言わねばならないこと(76)人権無視される沖縄 島嶼(とうしょ)経済学者・松島泰勝さん - 東京新聞(2016年7月18日)

http://www.tokyo-np.co.jp/article/feature/himitsuhogo/iwaneba/list/CK2016071802000124.html
http://megalodon.jp/2016-0718-1140-36/www.tokyo-np.co.jp/article/feature/himitsuhogo/iwaneba/list/CK2016071802000124.html

米国など他国を武力で守ることを可能にする安全保障関連法の制定は、米軍基地を押しつけられている私たち琉球・沖縄人(ウチナーンチュ)には「今後は人間として扱わない」と宣言されたに等しい。
日米同盟の実行性を高める法律ができたことで、沖縄の基地は一段と固定化され、強化される。建設中の辺野古(へのこ)の新基地は耐用年数二百年。半永久的に米軍基地が存在することになり、沖縄ではこの先もずっと日米地位協定憲法に勝り、本来なら憲法下で県民が保障される権利、平和主義や基本的人権が無視される。
むごたらしい女性暴行殺害事件が起き、米軍属(元海兵隊員)の男が逮捕・起訴されたが、過去の事件のときと同様、綱紀粛正は進まない。米兵がらみの事件、交通事故のほか、軍用機の騒音や墜落で県民の権利が奪われ続けている。
集団的自衛権を認める安保法の理念では、島嶼(とうしょ)防衛も重点だ。沖縄本島以外の旧日本軍が駐屯した島々に自衛隊の基地が新造、拡充されようとしている。賛否の対立で既に小さなムラ社会が崩壊しかけている。何より米軍と自衛隊が集中すれば、共同演習などの際に、他国との部分衝突が発生する可能性が高まる。衝突が島々に波及し、沖縄が再び戦場になる危険性も強まる。

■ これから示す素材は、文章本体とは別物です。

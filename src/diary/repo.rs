use anyhow::Context;
use serde::Serialize;
use sqlx::{FromRow, PgPool};
use time::{Date, PrimitiveDateTime};

use crate::coerce;

/// Entries returned when no day is requested.
const RECENT_LIMIT: i64 = 50;

#[derive(Debug, Clone, Serialize, FromRow)]
pub struct DiaryEntry {
    pub id: i64,
    pub user_id: i64,
    #[serde(serialize_with = "coerce::date::serialize")]
    pub entry_date: Date,
    pub title: String,
    pub content: String,
    pub mood: Option<String>,
    #[serde(serialize_with = "coerce::timestamp::serialize")]
    pub created_at: PrimitiveDateTime,
    #[serde(serialize_with = "coerce::timestamp::serialize")]
    pub updated_at: PrimitiveDateTime,
}

pub struct NewEntry<'a> {
    pub entry_date: Date,
    pub title: &'a str,
    pub content: &'a str,
    pub mood: Option<&'a str>,
}

pub async fn list_for_day(db: &PgPool, user_id: i64, day: Date) -> anyhow::Result<Vec<DiaryEntry>> {
    let rows = sqlx::query_as::<_, DiaryEntry>(
        r#"
        SELECT id, user_id, entry_date, title, content, mood, created_at, updated_at
        FROM diary_entries
        WHERE user_id = $1 AND entry_date = $2
        ORDER BY created_at DESC
        "#,
    )
    .bind(user_id)
    .bind(day)
    .fetch_all(db)
    .await
    .context("list diary entries for day")?;
    Ok(rows)
}

pub async fn list_recent(db: &PgPool, user_id: i64) -> anyhow::Result<Vec<DiaryEntry>> {
    let rows = sqlx::query_as::<_, DiaryEntry>(
        r#"
        SELECT id, user_id, entry_date, title, content, mood, created_at, updated_at
        FROM diary_entries
        WHERE user_id = $1
        ORDER BY entry_date DESC, created_at DESC
        LIMIT $2
        "#,
    )
    .bind(user_id)
    .bind(RECENT_LIMIT)
    .fetch_all(db)
    .await
    .context("list recent diary entries")?;
    Ok(rows)
}

pub async fn insert(db: &PgPool, user_id: i64, entry: NewEntry<'_>) -> anyhow::Result<i64> {
    let id = sqlx::query_scalar::<_, i64>(
        r#"
        INSERT INTO diary_entries (user_id, entry_date, title, content, mood)
        VALUES ($1, $2, $3, $4, $5)
        RETURNING id
        "#,
    )
    .bind(user_id)
    .bind(entry.entry_date)
    .bind(entry.title)
    .bind(entry.content)
    .bind(entry.mood)
    .fetch_one(db)
    .await
    .context("insert diary entry")?;
    Ok(id)
}

pub async fn delete(db: &PgPool, user_id: i64, id: i64) -> anyhow::Result<u64> {
    let res = sqlx::query("DELETE FROM diary_entries WHERE user_id = $1 AND id = $2")
        .bind(user_id)
        .bind(id)
        .execute(db)
        .await
        .context("delete diary entry")?;
    Ok(res.rows_affected())
}
use crate::state::AppState;
use axum::Router;

mod dto;
pub mod handlers;
pub mod repo;

pub fn router() -> Router<AppState> {
    handlers::diary_routes()
}
//! Partial updates over a fixed column whitelist.
//!
//! Column names are `&'static str` chosen by the caller at compile time and
//! every value goes through `push_bind`, so request input never reaches the
//! SQL text.

use anyhow::Context;
use serde::{Deserialize, Deserializer};
use sqlx::{Encode, PgPool, Postgres, QueryBuilder, Type};

pub struct Patch<'a> {
    table: &'static str,
    qb: QueryBuilder<'a, Postgres>,
    fields: usize,
}

impl<'a> Patch<'a> {
    pub fn update(table: &'static str) -> Self {
        let mut qb = QueryBuilder::new("UPDATE ");
        qb.push(table).push(" SET ");
        Self { table, qb, fields: 0 }
    }

    /// Adds `column = $n` when `value` is present. For nullable columns pass
    /// an `Option<Option<T>>` so that `Some(None)` writes NULL.
    pub fn set<T>(&mut self, column: &'static str, value: Option<T>) -> &mut Self
    where
        T: 'a + Encode<'a, Postgres> + Type<Postgres> + Send,
    {
        if let Some(v) = value {
            if self.fields > 0 {
                self.qb.push(", ");
            }
            self.qb.push(column).push(" = ").push_bind(v);
            self.fields += 1;
        }
        self
    }

    pub fn is_empty(&self) -> bool {
        self.fields == 0
    }

    fn scope(&mut self, user_id: i64, id: i64) {
        self.qb
            .push(" WHERE user_id = ")
            .push_bind(user_id)
            .push(" AND id = ")
            .push_bind(id);
    }

    /// Runs the update against the row `id` owned by `user_id` and returns
    /// the number of rows it touched.
    pub async fn execute(mut self, db: &PgPool, user_id: i64, id: i64) -> anyhow::Result<u64> {
        debug_assert!(!self.is_empty(), "empty patch for {}", self.table);
        self.scope(user_id, id);
        let table = self.table;
        let res = self
            .qb
            .build()
            .execute(db)
            .await
            .with_context(|| format!("update {table}"))?;
        Ok(res.rows_affected())
    }
}

/// Deserializes a field that may be absent, `null`, or a value into
/// `None`, `Some(None)` and `Some(Some(v))` respectively. Use together with
/// `#[serde(default)]`.
pub fn nullable<'de, T, D>(de: D) -> Result<Option<Option<T>>, D::Error>
where
    T: Deserialize<'de>,
    D: Deserializer<'de>,
{
    Option::<T>::deserialize(de).map(Some)
}
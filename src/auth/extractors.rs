use axum::{
    async_trait,
    extract::FromRequestParts,
    http::{header::AUTHORIZATION, request::Parts, Uri},
};
use serde::Deserialize;
use tracing::warn;

use crate::{error::AppError, state::AppState};

/// Caller identity for owner-scoped routes.
///
/// A valid bearer token always wins. Without one, the request is rejected
/// unless trusted-local mode is on, in which case `?userId=` (default `1`)
/// is taken at face value.
#[derive(Debug, Clone, Copy)]
pub struct Identity(pub i64);

/// Caller identity proven by a bearer token; never falls back.
#[derive(Debug, Clone, Copy)]
pub struct BearerUser(pub i64);

#[derive(Deserialize)]
struct UserIdParam {
    #[serde(rename = "userId")]
    user_id: Option<String>,
}

fn bearer_token(parts: &Parts) -> Option<&str> {
    let header = parts.headers.get(AUTHORIZATION)?.to_str().ok()?;
    let token = header
        .strip_prefix("Bearer ")
        .or_else(|| header.strip_prefix("bearer "))?
        .trim();
    (!token.is_empty()).then_some(token)
}

fn uid_from_bearer(parts: &Parts, state: &AppState) -> Option<i64> {
    let token = bearer_token(parts)?;
    match state.keys.verify(token) {
        Ok(claims) => Some(claims.uid),
        Err(e) => {
            warn!(error = %e, "invalid or expired token");
            None
        }
    }
}

/// Mirrors the legacy behaviour: anything unparseable becomes user 1.
fn uid_from_query(uri: &Uri) -> i64 {
    axum::extract::Query::<UserIdParam>::try_from_uri(uri)
        .ok()
        .and_then(|q| q.0.user_id)
        .and_then(|raw| raw.trim().parse::<i64>().ok())
        .unwrap_or(1)
}

#[async_trait]
impl FromRequestParts<AppState> for Identity {
    type Rejection = AppError;

    async fn from_request_parts(
        parts: &mut Parts,
        state: &AppState,
    ) -> Result<Self, Self::Rejection> {
        if let Some(uid) = uid_from_bearer(parts, state) {
            return Ok(Identity(uid));
        }
        if state.config.trust_user_id_param {
            return Ok(Identity(uid_from_query(&parts.uri)));
        }
        Err(AppError::Auth("authentication required".into()))
    }
}

#[async_trait]
impl FromRequestParts<AppState> for BearerUser {
    type Rejection = AppError;

    async fn from_request_parts(
        parts: &mut Parts,
        state: &AppState,
    ) -> Result<Self, Self::Rejection> {
        uid_from_bearer(parts, state)
            .map(BearerUser)
            .ok_or_else(|| AppError::Auth("no/invalid token".into()))
    }
}
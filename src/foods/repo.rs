use anyhow::Context;
use serde::Serialize;
use sqlx::{FromRow, PgPool};
use time::PrimitiveDateTime;

use crate::coerce;

pub const DEFAULT_PER_UNIT_G: f64 = 100.0;

#[derive(Debug, Clone, Serialize, FromRow)]
pub struct FoodItem {
    pub id: i64,
    pub user_id: i64,
    pub name: String,
    pub veg_g: f64,
    pub carb_g: f64,
    pub protein_g: f64,
    pub per_unit_g: f64,
    #[serde(serialize_with = "coerce::timestamp::serialize")]
    pub created_at: PrimitiveDateTime,
}

pub struct NewFood<'a> {
    pub name: &'a str,
    pub veg_g: f64,
    pub carb_g: f64,
    pub protein_g: f64,
    pub per_unit_g: f64,
}

/// `%` and `_` in user input match literally.
fn like_pattern(q: &str) -> String {
    let mut out = String::with_capacity(q.len() + 2);
    out.push('%');
    for c in q.chars() {
        if matches!(c, '%' | '_' | '\\') {
            out.push('\\');
        }
        out.push(c);
    }
    out.push('%');
    out
}

pub async fn list(db: &PgPool, user_id: i64, search: Option<&str>) -> anyhow::Result<Vec<FoodItem>> {
    let rows = match search {
        Some(q) => {
            sqlx::query_as::<_, FoodItem>(
                r#"
                SELECT id, user_id, name, veg_g, carb_g, protein_g, per_unit_g, created_at
                FROM food_items
                WHERE user_id = $1 AND name ILIKE $2
                ORDER BY name ASC
                "#,
            )
            .bind(user_id)
            .bind(like_pattern(q))
            .fetch_all(db)
            .await
        }
        None => {
            sqlx::query_as::<_, FoodItem>(
                r#"
                SELECT id, user_id, name, veg_g, carb_g, protein_g, per_unit_g, created_at
                FROM food_items
                WHERE user_id = $1
                ORDER BY name ASC
                "#,
            )
            .bind(user_id)
            .fetch_all(db)
            .await
        }
    }
    .context("list food items")?;
    Ok(rows)
}

pub async fn find(db: &PgPool, user_id: i64, id: i64) -> anyhow::Result<Option<FoodItem>> {
    let row = sqlx::query_as::<_, FoodItem>(
        r#"
        SELECT id, user_id, name, veg_g, carb_g, protein_g, per_unit_g, created_at
        FROM food_items
        WHERE user_id = $1 AND id = $2
        "#,
    )
    .bind(user_id)
    .bind(id)
    .fetch_optional(db)
    .await
    .context("find food item")?;
    Ok(row)
}

pub async fn insert(db: &PgPool, user_id: i64, food: NewFood<'_>) -> anyhow::Result<i64> {
    let id = sqlx::query_scalar::<_, i64>(
        r#"
        INSERT INTO food_items (user_id, name, veg_g, carb_g, protein_g, per_unit_g)
        VALUES ($1, $2, $3, $4, $5, $6)
        RETURNING id
        "#,
    )
    .bind(user_id)
    .bind(food.name)
    .bind(food.veg_g)
    .bind(food.carb_g)
    .bind(food.protein_g)
    .bind(food.per_unit_g)
    .fetch_one(db)
    .await
    .context("insert food item")?;
    Ok(id)
}

pub async fn delete(db: &PgPool, user_id: i64, id: i64) -> anyhow::Result<u64> {
    let res = sqlx::query("DELETE FROM food_items WHERE user_id = $1 AND id = $2")
        .bind(user_id)
        .bind(id)
        .execute(db)
        .await
        .context("delete food item")?;
    Ok(res.rows_affected())
}
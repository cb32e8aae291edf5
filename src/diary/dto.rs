use serde::Deserialize;

#[derive(Debug, Default, Deserialize)]
pub struct DiaryQuery {
    pub date: Option<String>,
}

#[derive(Debug, Default, Deserialize)]
pub struct CreateEntryRequest {
    /// Entry day, `YYYY-MM-DD`; today (UTC) when absent.
    pub date: Option<String>,
    pub title: Option<String>,
    pub content: Option<String>,
    pub mood: Option<String>,
}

一体、沖縄復帰運動は何だったのか。米軍統治下で憲法を持たない琉球人が、日本国憲法の下で基地をなくし、平和を得たいと希求した。安保法は九条改憲の前段とされる。琉球人にとって、最後の望みの綱である九条まで断たれたら−。自分たちで平和憲法を作り直すしかない。それは「独立」の選択を意味する。
<まつしま・やすかつ> 1963年、沖縄県石垣市生まれ。龍谷大教授。専門は島嶼経済。県民有志による「琉球民族独立総合研究学会」共同代表。